═════ DATASET RECORDS
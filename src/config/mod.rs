//! Configuration management
//!
//! Handles TOML configuration parsing and validation. The configuration is
//! read once at startup and is read-only afterwards; command-line flags are
//! applied on top by the CLI layer.

use serde::{Deserialize, Serialize};
use std::collections::BTreeMap;
use std::fs;
use std::path::{Path, PathBuf};

use crate::catalog::RoleCatalog;
use crate::constants::{
    APP_NAME, CONFIG_FILE_NAME, DEFAULT_BACKUP_INTERVAL, DEFAULT_CHUNK_SIZE, DEFAULT_REPORT_TITLE,
    DEFAULT_TOOLTIP_MAX_WIDTH, LARGE_DOCUMENT_BYTES, LARGE_DOCUMENT_GROWTH_RATIO,
    MEDIUM_DOCUMENT_GROWTH_RATIO, SMALL_DOCUMENT_BYTES, SMALL_DOCUMENT_GROWTH_RATIO,
    TOOLTIP_MAX_WIDTH_MAX, TOOLTIP_MAX_WIDTH_MIN,
};
use crate::enrich::assets::{self, Theme};
use crate::enrich::chunked::{ChunkOptions, GrowthThresholds, InjectedAssets};
use crate::exclusion::{self, ExclusionSet};

/// Origin reported for exclusion patterns listed in the config file itself
pub const INLINE_PATTERNS_ORIGIN: &str = "config:exclusions.patterns";

/// Configuration errors are fatal to the invoking operation
#[derive(Debug, thiserror::Error)]
pub enum ConfigError {
    #[error("Failed to read {}: {source}", .path.display())]
    Unreadable {
        path: PathBuf,
        #[source]
        source: std::io::Error,
    },

    #[error("Invalid configuration file {}: {message}", .path.display())]
    Parse { path: PathBuf, message: String },

    #[error("Invalid value for '{field}': {message}")]
    InvalidField { field: String, message: String },
}

impl ConfigError {
    fn field(field: &str, message: impl Into<String>) -> Self {
        ConfigError::InvalidField {
            field: field.to_string(),
            message: message.into(),
        }
    }
}

/// Complete configuration
#[derive(Debug, Clone, Default, PartialEq, Serialize, Deserialize)]
#[serde(default, deny_unknown_fields)]
pub struct AuditConfiguration {
    pub exclusions: ExclusionSettings,
    pub tooltips: TooltipSettings,
    pub report: ReportSettings,
    /// Site-specific role descriptions added to the role catalog
    pub roles: BTreeMap<String, String>,
}

/// Principal exclusion settings
#[derive(Debug, Clone, Default, PartialEq, Serialize, Deserialize)]
#[serde(default, deny_unknown_fields)]
pub struct ExclusionSettings {
    pub enabled: bool,
    /// Pattern file, one pattern per line; relative paths resolve against the config file
    pub pattern_file: Option<PathBuf>,
    /// Inline patterns, checked after the pattern file's
    pub patterns: Vec<String>,
}

/// Tooltip enrichment settings
#[derive(Debug, Clone, PartialEq, Serialize, Deserialize)]
#[serde(default, deny_unknown_fields)]
pub struct TooltipSettings {
    pub enabled: bool,
    pub theme: Theme,
    pub max_width: u32,
    pub chunk_size: usize,
    pub backup_interval: usize,
    pub keyboard_navigation: bool,
    pub filtering: bool,
    pub growth: GrowthSettings,
}

impl Default for TooltipSettings {
    fn default() -> Self {
        Self {
            enabled: true,
            theme: Theme::Dark,
            max_width: DEFAULT_TOOLTIP_MAX_WIDTH,
            chunk_size: DEFAULT_CHUNK_SIZE,
            backup_interval: DEFAULT_BACKUP_INTERVAL,
            keyboard_navigation: true,
            filtering: true,
            growth: GrowthSettings::default(),
        }
    }
}

/// Per-chunk growth limits
#[derive(Debug, Clone, PartialEq, Serialize, Deserialize)]
#[serde(default, deny_unknown_fields)]
pub struct GrowthSettings {
    pub small_document_bytes: usize,
    pub large_document_bytes: usize,
    pub small_ratio: f64,
    pub medium_ratio: f64,
    pub large_ratio: f64,
}

impl Default for GrowthSettings {
    fn default() -> Self {
        Self {
            small_document_bytes: SMALL_DOCUMENT_BYTES,
            large_document_bytes: LARGE_DOCUMENT_BYTES,
            small_ratio: SMALL_DOCUMENT_GROWTH_RATIO,
            medium_ratio: MEDIUM_DOCUMENT_GROWTH_RATIO,
            large_ratio: LARGE_DOCUMENT_GROWTH_RATIO,
        }
    }
}

impl From<&GrowthSettings> for GrowthThresholds {
    fn from(settings: &GrowthSettings) -> Self {
        GrowthThresholds {
            small_document_bytes: settings.small_document_bytes,
            large_document_bytes: settings.large_document_bytes,
            small_ratio: settings.small_ratio,
            medium_ratio: settings.medium_ratio,
            large_ratio: settings.large_ratio,
        }
    }
}

/// Base report settings
#[derive(Debug, Clone, PartialEq, Serialize, Deserialize)]
#[serde(default, deny_unknown_fields)]
pub struct ReportSettings {
    pub title: String,
}

impl Default for ReportSettings {
    fn default() -> Self {
        Self {
            title: DEFAULT_REPORT_TITLE.to_string(),
        }
    }
}

impl AuditConfiguration {
    /// Per-user config location, e.g. `~/.config/permaudit/config.toml`
    pub fn default_config_path() -> Option<PathBuf> {
        dirs::config_dir().map(|dir| dir.join(APP_NAME).join(CONFIG_FILE_NAME))
    }

    /// Parse and validate a TOML configuration file
    pub fn load_from_file(path: &Path) -> Result<Self, ConfigError> {
        let content = fs::read_to_string(path).map_err(|source| ConfigError::Unreadable {
            path: path.to_path_buf(),
            source,
        })?;

        let mut config: AuditConfiguration = toml::from_str(&content).map_err(|e| ConfigError::Parse {
            path: path.to_path_buf(),
            message: e.to_string(),
        })?;

        if let (Some(file), Some(base)) = (config.exclusions.pattern_file.as_ref(), path.parent()) {
            if file.is_relative() {
                config.exclusions.pattern_file = Some(base.join(file));
            }
        }

        config.validate()?;
        Ok(config)
    }

    /// Load an explicit config file, or the per-user default when it exists,
    /// or fall back to built-in defaults
    pub fn load(explicit: Option<&Path>) -> Result<Self, ConfigError> {
        if let Some(path) = explicit {
            return Self::load_from_file(path);
        }
        match Self::default_config_path() {
            Some(path) if path.is_file() => Self::load_from_file(&path),
            _ => Ok(Self::default()),
        }
    }

    /// Check value ranges and cross-field consistency
    pub fn validate(&self) -> Result<(), ConfigError> {
        let tooltips = &self.tooltips;
        if tooltips.chunk_size == 0 {
            return Err(ConfigError::field("tooltips.chunk_size", "must be at least 1"));
        }
        if tooltips.backup_interval == 0 {
            return Err(ConfigError::field("tooltips.backup_interval", "must be at least 1"));
        }
        if !(TOOLTIP_MAX_WIDTH_MIN..=TOOLTIP_MAX_WIDTH_MAX).contains(&tooltips.max_width) {
            return Err(ConfigError::field(
                "tooltips.max_width",
                format!(
                    "{} is outside {}..={}",
                    tooltips.max_width, TOOLTIP_MAX_WIDTH_MIN, TOOLTIP_MAX_WIDTH_MAX
                ),
            ));
        }

        let growth = &tooltips.growth;
        for (field, ratio) in [
            ("tooltips.growth.small_ratio", growth.small_ratio),
            ("tooltips.growth.medium_ratio", growth.medium_ratio),
            ("tooltips.growth.large_ratio", growth.large_ratio),
        ] {
            if !ratio.is_finite() || ratio <= 1.0 {
                return Err(ConfigError::field(field, format!("{} must be greater than 1.0", ratio)));
            }
        }
        if growth.small_document_bytes == 0 || growth.small_document_bytes >= growth.large_document_bytes {
            return Err(ConfigError::field(
                "tooltips.growth.small_document_bytes",
                "must be non-zero and below tooltips.growth.large_document_bytes",
            ));
        }

        let exclusions = &self.exclusions;
        if exclusions.enabled && exclusions.pattern_file.is_none() && exclusions.patterns.is_empty() {
            return Err(ConfigError::field(
                "exclusions",
                "enabled but neither pattern_file nor patterns is set",
            ));
        }

        if self.report.title.trim().is_empty() {
            return Err(ConfigError::field("report.title", "must not be empty"));
        }

        Ok(())
    }

    /// Compile the configured exclusion patterns. Empty when exclusions are disabled.
    pub fn exclusion_set(&self) -> Result<ExclusionSet, ConfigError> {
        if !self.exclusions.enabled {
            return Ok(ExclusionSet::default());
        }

        let mut set = match &self.exclusions.pattern_file {
            Some(path) => ExclusionSet::load(path)?,
            None => ExclusionSet::default(),
        };
        set.extend(exclusion::compile_from(INLINE_PATTERNS_ORIGIN, &self.exclusions.patterns));
        Ok(set)
    }

    /// Chunking, growth limits and tooltip assets for an enrichment run
    pub fn chunk_options(&self) -> ChunkOptions {
        let tooltips = &self.tooltips;
        ChunkOptions {
            chunk_size: tooltips.chunk_size,
            backup_interval: tooltips.backup_interval,
            thresholds: GrowthThresholds::from(&tooltips.growth),
            assets: Some(InjectedAssets {
                style: assets::generate_styles(tooltips.theme, tooltips.max_width),
                behavior: assets::generate_behavior(tooltips.keyboard_navigation, tooltips.filtering),
            }),
        }
    }

    /// Feature tags reported in the run summary
    pub fn features(&self) -> Vec<String> {
        let tooltips = &self.tooltips;
        let mut features = vec![
            "interactive-tooltips".to_string(),
            "chunked-processing".to_string(),
            "growth-safety-checks".to_string(),
            format!("theme-{}", tooltips.theme),
        ];
        if tooltips.keyboard_navigation {
            features.push("keyboard-navigation".to_string());
        }
        if tooltips.filtering {
            features.push("row-filtering".to_string());
        }
        features
    }

    pub fn role_catalog(&self) -> RoleCatalog {
        RoleCatalog::with_custom_descriptions(self.roles.clone())
    }
}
══════════
### [PROBLEM STATEMENT]
Nothing but the lines from the start of the data above through the line with "the role catalog" should appear in your answer, copied exactly.

### [OUTPUT BELOW]
filename src/config/mod.rs
//! Configuration management
//!
//! Handles TOML configuration parsing and validation. The configuration is
//! read once at startup and is read-only afterwards; command-line flags are
//! applied on top by the CLI layer.

use serde::{Deserialize, Serialize};
use std::collections::BTreeMap;
use std::fs;
use std::path::{Path, PathBuf};

use crate::catalog::RoleCatalog;
use crate::constants::{
    APP_NAME, CONFIG_FILE_NAME, DEFAULT_BACKUP_INTERVAL, DEFAULT_CHUNK_SIZE, DEFAULT_REPORT_TITLE,
    DEFAULT_TOOLTIP_MAX_WIDTH, LARGE_DOCUMENT_BYTES, LARGE_DOCUMENT_GROWTH_RATIO,
    MEDIUM_DOCUMENT_GROWTH_RATIO, SMALL_DOCUMENT_BYTES, SMALL_DOCUMENT_GROWTH_RATIO,
    TOOLTIP_MAX_WIDTH_MAX, TOOLTIP_MAX_WIDTH_MIN,
};
use crate::enrich::assets::{self, Theme};
use crate::enrich::chunked::{ChunkOptions, GrowthThresholds, InjectedAssets};
use crate::exclusion::{self, ExclusionSet};

/// Origin reported for exclusion patterns listed in the config file itself
pub const INLINE_PATTERNS_ORIGIN: &str = "config:exclusions.patterns";

/// Configuration errors are fatal to the invoking operation
#[derive(Debug, thiserror::Error)]
pub enum ConfigError {
    #[error("Failed to read {}: {source}", .path.display())]
    Unreadable {
        path: PathBuf,
        #[source]
        source: std::io::Error,
    },

    #[error("Invalid configuration file {}: {message}", .path.display())]
    Parse { path: PathBuf, message: String },

    #[error("Invalid value for '{field}': {message}")]
    InvalidField { field: String, message: String },
}

impl ConfigError {
    fn field(field: &str, message: impl Into<String>) -> Self {
        ConfigError::InvalidField {
            field: field.to_string(),
            message: message.into(),
        }
    }
}

/// Complete configuration
#[derive(Debug, Clone, Default, PartialEq, Serialize, Deserialize)]
#[serde(default, deny_unknown_fields)]
pub struct AuditConfiguration {
    pub exclusions: ExclusionSettings,
    pub tooltips: TooltipSettings,
    pub report: ReportSettings,
    /// Site-specific role descriptions added to the role catalog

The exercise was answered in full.